■ **What is expected**: State how many lines of the entries include the string "RestClient", please, leaving out everything but the number.

>>>>>

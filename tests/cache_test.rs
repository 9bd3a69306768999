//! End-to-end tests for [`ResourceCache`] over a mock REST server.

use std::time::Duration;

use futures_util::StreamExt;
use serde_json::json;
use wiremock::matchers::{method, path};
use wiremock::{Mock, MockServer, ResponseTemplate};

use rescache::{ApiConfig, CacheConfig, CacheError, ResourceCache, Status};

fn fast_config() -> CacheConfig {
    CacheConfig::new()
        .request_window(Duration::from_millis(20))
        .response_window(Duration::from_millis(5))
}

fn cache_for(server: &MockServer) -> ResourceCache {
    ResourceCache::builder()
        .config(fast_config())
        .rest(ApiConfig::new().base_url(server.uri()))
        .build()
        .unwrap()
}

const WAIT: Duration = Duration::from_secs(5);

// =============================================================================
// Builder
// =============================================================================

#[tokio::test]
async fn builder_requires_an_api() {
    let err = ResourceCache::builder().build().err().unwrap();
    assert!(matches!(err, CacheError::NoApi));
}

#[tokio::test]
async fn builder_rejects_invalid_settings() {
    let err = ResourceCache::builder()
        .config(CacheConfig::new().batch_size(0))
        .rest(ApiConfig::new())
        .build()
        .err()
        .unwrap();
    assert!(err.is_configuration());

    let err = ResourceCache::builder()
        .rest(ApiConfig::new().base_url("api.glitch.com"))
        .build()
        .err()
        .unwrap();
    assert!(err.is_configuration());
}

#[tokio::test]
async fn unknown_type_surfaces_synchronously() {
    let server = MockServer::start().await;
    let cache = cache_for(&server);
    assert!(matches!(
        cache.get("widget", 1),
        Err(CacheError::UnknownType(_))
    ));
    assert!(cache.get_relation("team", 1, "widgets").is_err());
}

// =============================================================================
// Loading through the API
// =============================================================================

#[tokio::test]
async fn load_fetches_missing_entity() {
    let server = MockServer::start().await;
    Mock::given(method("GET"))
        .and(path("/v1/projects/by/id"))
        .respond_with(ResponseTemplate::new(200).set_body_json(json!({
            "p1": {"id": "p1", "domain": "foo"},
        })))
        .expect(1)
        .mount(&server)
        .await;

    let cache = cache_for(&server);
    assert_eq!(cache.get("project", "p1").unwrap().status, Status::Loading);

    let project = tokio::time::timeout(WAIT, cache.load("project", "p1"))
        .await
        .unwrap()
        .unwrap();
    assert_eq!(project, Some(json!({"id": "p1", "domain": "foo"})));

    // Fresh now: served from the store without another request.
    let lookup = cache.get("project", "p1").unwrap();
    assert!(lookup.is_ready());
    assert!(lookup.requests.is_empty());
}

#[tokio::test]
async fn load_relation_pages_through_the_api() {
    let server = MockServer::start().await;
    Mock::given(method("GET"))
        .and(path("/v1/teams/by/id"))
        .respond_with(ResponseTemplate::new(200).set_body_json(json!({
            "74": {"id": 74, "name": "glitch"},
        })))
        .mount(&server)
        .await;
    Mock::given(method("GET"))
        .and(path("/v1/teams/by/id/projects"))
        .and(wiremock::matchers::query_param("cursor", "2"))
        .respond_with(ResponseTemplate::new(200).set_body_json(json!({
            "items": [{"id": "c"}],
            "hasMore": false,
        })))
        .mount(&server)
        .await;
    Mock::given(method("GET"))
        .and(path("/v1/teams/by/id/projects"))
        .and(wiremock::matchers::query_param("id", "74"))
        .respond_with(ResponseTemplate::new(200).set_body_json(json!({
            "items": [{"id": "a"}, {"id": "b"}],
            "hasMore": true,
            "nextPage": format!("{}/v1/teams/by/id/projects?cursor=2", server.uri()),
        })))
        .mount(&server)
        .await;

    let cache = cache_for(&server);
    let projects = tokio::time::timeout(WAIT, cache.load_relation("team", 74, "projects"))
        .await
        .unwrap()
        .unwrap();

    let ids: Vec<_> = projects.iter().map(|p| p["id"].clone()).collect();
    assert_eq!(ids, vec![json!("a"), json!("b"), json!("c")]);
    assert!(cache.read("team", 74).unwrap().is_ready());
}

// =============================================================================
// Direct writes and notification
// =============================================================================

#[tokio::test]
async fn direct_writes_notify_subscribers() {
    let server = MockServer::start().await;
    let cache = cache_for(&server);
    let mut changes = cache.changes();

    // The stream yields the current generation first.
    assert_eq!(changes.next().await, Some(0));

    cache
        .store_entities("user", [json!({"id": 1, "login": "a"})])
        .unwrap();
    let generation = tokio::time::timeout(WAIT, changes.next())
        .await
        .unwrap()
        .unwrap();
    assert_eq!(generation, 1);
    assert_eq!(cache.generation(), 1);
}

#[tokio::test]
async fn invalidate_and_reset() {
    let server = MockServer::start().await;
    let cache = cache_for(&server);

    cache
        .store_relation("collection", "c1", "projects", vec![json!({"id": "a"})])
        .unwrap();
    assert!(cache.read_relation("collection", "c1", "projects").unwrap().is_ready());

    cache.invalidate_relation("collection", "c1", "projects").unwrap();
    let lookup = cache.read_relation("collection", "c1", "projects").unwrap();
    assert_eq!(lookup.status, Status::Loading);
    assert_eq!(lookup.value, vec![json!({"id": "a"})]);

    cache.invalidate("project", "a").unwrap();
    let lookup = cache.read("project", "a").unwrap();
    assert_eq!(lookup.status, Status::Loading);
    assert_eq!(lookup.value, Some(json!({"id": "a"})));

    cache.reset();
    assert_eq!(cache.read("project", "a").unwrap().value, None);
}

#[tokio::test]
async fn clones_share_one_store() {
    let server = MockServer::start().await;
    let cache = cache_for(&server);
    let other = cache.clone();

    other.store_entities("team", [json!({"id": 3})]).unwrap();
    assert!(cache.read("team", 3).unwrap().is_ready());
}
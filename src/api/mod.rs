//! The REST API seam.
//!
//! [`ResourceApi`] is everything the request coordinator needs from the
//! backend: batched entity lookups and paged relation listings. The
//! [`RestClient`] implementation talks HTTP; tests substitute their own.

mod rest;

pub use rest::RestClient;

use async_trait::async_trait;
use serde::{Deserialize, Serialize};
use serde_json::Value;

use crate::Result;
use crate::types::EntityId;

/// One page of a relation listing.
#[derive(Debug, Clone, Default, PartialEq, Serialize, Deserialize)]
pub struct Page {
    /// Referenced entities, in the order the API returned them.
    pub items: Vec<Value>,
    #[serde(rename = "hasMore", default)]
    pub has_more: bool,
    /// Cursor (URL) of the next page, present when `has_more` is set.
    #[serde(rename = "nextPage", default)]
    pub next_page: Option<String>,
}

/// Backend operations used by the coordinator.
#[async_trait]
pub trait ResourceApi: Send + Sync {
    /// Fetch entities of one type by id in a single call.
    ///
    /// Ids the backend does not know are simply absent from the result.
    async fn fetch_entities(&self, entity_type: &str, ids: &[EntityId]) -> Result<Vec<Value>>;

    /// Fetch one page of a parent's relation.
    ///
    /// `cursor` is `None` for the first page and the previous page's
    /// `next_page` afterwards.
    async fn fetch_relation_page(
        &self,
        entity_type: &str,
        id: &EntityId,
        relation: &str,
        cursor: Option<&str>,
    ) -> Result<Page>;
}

<<<<<

■ **Output for this task**: 2